(Collected data entries)
%%

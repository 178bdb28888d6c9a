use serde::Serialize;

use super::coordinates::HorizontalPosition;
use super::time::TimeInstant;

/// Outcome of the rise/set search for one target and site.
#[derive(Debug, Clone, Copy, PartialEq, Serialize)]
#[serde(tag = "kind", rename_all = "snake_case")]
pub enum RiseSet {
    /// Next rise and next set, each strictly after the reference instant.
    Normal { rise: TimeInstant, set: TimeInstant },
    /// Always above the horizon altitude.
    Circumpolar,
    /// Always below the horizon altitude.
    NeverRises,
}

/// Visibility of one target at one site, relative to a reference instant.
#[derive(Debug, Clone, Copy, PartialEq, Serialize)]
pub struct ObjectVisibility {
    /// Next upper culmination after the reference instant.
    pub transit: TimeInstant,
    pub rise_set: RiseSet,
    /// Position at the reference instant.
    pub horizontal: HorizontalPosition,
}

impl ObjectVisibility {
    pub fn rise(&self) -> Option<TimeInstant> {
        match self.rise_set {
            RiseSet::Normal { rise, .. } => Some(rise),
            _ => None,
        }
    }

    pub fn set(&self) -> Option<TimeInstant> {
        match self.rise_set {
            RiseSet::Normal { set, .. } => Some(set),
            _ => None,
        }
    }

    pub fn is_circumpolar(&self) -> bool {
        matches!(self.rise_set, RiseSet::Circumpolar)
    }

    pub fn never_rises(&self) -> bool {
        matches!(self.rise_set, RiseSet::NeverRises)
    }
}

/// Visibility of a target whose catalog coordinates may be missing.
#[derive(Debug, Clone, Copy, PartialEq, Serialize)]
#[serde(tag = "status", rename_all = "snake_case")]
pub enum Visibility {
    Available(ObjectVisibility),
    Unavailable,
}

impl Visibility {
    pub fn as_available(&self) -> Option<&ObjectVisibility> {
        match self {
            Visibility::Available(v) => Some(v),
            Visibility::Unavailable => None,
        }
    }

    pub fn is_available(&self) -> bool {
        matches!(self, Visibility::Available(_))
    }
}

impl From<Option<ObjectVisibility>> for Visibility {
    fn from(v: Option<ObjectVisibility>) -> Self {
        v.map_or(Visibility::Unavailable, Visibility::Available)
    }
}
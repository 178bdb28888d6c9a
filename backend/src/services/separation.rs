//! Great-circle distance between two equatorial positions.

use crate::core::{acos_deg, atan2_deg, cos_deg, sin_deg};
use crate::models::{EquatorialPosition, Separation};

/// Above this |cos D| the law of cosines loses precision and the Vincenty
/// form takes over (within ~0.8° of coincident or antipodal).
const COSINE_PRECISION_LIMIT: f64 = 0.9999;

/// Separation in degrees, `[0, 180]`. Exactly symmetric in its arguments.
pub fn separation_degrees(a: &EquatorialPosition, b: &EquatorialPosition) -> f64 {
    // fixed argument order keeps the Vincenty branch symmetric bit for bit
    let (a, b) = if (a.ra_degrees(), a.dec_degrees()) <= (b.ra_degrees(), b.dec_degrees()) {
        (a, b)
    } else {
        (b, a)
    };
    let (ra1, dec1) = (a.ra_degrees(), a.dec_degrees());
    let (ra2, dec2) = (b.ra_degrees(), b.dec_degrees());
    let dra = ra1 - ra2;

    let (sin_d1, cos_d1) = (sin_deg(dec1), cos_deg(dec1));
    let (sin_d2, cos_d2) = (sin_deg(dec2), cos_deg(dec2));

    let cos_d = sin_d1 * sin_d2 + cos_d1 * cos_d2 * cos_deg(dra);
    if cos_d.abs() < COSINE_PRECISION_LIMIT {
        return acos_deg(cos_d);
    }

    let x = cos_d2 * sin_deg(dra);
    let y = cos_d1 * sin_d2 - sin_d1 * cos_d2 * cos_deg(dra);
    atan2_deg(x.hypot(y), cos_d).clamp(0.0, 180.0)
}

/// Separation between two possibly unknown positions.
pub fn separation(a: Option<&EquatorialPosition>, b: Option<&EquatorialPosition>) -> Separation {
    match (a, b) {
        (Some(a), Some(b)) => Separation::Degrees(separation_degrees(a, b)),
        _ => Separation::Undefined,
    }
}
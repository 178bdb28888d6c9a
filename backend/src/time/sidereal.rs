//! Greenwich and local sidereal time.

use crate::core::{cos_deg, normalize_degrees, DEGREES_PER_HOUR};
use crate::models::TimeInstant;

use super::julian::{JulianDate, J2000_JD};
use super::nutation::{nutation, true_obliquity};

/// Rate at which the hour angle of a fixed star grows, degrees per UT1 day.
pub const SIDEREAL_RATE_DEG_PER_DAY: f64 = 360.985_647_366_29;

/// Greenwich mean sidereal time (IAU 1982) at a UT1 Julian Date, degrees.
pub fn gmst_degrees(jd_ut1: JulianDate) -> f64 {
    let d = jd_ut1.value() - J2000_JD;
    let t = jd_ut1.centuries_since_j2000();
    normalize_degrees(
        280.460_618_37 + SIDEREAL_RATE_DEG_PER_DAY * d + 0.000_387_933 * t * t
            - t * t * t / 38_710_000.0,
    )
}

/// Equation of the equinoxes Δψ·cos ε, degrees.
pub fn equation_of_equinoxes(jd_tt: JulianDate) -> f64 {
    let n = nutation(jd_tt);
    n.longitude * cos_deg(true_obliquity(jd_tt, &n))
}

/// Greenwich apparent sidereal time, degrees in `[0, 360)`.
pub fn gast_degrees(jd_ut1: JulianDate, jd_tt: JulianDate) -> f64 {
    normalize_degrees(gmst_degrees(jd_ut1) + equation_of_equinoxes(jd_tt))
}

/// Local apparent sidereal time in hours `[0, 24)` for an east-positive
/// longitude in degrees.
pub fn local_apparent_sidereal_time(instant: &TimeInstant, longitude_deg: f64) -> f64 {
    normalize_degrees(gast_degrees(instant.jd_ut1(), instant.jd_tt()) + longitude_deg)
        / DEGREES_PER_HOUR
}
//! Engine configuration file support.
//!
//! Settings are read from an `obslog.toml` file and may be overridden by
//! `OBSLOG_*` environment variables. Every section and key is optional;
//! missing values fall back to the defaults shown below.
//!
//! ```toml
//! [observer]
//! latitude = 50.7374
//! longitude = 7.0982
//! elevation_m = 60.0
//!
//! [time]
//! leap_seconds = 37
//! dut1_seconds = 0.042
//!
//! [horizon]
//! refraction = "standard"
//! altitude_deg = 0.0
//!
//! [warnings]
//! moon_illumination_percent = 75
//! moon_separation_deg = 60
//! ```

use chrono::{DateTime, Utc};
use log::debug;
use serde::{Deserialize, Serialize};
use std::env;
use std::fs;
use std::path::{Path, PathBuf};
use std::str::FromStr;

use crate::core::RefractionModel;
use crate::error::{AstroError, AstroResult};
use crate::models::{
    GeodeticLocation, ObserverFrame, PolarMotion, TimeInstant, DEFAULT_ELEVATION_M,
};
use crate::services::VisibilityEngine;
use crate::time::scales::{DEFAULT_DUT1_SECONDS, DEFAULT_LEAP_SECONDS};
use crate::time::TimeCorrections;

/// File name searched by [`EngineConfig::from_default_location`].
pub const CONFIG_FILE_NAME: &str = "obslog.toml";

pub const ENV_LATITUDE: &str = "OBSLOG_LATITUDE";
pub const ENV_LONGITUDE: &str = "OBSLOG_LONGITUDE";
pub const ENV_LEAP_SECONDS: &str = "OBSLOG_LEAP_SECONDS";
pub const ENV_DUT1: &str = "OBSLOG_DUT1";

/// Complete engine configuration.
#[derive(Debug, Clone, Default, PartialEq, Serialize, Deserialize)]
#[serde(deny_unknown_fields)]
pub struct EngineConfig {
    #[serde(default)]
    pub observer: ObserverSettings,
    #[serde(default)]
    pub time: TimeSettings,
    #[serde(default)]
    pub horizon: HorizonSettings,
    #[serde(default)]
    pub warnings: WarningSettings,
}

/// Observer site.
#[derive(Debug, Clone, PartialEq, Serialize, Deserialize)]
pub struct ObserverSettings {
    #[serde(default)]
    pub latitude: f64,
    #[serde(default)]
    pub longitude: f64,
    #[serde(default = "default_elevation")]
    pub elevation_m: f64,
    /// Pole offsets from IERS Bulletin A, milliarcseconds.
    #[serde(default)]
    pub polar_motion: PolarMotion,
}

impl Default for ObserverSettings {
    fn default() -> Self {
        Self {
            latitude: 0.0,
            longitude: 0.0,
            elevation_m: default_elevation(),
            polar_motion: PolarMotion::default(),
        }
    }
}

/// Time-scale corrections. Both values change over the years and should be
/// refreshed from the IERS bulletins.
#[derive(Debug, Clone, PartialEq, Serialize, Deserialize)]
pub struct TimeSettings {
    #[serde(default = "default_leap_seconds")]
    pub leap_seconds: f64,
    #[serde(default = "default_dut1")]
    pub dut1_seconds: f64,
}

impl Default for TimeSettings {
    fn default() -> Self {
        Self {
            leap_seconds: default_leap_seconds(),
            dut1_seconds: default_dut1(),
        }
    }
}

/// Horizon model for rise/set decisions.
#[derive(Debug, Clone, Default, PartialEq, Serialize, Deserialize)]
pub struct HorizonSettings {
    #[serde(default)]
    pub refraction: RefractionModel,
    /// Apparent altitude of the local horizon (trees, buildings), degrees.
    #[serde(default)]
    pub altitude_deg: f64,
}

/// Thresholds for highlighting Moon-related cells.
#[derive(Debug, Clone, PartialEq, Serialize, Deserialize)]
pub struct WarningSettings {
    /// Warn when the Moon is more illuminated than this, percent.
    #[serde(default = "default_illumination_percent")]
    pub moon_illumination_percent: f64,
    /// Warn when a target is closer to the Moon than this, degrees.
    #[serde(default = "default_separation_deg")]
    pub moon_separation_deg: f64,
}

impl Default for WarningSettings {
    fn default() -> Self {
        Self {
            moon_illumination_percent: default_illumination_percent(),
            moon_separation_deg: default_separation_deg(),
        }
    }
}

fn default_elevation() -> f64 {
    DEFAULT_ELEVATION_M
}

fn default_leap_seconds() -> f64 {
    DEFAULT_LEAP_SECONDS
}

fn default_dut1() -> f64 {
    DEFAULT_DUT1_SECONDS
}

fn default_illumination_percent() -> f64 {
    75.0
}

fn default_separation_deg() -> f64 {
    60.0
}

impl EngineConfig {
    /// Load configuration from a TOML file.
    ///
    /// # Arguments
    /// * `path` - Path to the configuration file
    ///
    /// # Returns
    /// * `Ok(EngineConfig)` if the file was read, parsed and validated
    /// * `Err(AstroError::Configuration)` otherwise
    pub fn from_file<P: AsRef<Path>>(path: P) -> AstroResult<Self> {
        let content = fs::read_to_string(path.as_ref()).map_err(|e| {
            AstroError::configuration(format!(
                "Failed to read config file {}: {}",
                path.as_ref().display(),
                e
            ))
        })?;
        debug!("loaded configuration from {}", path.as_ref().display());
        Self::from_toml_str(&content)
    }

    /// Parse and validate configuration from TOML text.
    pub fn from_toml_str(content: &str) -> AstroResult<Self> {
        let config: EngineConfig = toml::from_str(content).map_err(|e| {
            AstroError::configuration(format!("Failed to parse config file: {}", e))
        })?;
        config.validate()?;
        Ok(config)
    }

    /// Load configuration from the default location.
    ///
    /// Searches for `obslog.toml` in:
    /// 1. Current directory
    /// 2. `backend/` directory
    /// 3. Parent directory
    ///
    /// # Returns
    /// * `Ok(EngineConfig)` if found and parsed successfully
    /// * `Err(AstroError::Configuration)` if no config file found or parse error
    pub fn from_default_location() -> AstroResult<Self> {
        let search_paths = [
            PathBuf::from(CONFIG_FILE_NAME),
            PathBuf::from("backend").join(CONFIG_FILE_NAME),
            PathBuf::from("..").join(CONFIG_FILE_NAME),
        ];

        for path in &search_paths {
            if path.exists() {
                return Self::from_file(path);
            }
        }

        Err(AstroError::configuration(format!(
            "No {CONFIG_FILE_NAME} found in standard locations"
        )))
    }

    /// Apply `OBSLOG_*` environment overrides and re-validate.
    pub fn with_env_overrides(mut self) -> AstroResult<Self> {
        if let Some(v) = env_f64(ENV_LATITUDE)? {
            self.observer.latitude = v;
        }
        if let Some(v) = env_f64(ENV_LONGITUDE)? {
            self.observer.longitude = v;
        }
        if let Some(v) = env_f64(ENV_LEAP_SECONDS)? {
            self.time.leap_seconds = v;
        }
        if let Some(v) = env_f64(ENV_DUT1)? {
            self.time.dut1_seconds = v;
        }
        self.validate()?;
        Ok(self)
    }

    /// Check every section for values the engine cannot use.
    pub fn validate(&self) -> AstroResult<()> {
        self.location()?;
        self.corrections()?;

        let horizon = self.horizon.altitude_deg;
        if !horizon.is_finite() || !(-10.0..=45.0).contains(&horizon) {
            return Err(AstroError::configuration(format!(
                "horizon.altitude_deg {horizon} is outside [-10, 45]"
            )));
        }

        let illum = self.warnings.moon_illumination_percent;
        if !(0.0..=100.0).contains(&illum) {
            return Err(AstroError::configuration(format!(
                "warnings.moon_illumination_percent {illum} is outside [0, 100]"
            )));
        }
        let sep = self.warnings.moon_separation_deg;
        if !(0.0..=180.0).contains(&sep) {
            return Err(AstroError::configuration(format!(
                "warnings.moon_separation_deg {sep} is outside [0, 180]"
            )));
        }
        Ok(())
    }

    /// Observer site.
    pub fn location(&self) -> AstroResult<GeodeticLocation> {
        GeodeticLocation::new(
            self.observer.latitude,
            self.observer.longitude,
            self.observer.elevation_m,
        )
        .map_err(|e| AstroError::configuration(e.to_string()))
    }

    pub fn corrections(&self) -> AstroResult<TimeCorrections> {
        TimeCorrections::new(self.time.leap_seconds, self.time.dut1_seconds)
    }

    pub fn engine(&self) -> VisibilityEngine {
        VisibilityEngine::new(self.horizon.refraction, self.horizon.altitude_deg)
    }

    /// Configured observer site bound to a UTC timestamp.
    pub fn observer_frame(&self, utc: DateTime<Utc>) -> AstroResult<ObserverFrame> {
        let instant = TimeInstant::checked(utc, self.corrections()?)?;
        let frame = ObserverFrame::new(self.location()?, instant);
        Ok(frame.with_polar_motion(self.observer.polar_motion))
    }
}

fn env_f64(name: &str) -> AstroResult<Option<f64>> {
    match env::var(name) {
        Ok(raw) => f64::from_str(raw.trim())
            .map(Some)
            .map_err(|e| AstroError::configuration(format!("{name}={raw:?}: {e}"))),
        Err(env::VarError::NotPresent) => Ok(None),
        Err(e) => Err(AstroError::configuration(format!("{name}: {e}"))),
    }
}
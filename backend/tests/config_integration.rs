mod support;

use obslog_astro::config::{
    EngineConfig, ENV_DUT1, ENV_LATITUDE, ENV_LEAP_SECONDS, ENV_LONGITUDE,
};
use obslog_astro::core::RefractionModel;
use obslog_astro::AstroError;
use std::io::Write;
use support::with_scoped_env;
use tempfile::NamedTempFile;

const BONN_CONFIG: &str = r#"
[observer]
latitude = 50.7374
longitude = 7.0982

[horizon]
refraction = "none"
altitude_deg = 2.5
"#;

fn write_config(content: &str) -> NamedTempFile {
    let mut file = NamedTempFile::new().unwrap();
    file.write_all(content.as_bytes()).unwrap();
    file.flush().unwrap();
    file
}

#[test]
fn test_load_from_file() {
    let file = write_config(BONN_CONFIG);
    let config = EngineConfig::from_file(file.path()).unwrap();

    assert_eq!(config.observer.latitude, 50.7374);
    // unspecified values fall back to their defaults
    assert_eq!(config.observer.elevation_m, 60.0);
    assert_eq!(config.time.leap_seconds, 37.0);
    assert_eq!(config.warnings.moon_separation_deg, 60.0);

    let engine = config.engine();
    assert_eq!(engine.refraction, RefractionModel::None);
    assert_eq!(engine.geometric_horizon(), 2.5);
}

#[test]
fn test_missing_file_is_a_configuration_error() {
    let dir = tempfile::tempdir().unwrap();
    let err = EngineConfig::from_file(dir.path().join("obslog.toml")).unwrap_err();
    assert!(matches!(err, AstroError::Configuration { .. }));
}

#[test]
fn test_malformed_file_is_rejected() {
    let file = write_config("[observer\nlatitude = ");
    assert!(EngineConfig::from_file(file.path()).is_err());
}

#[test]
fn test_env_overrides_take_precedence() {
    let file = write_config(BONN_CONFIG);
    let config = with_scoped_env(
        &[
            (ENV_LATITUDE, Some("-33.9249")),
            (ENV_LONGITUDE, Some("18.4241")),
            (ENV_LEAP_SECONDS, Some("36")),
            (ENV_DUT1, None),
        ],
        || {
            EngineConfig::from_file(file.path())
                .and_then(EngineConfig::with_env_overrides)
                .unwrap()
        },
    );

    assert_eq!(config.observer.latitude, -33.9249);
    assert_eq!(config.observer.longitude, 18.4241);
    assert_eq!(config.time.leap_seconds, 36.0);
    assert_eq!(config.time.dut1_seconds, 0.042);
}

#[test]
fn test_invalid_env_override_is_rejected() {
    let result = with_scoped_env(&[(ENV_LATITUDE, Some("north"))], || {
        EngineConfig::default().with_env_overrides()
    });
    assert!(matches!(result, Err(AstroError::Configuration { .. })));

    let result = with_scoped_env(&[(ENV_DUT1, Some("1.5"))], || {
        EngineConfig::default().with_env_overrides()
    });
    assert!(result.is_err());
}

%%

What you are asked to do: Copy each line of the data that contains the word "display", leaving the other lines out.

Output for this task:
                path.as_ref().display(),
        debug!("loaded configuration from {}", path.as_ref().display());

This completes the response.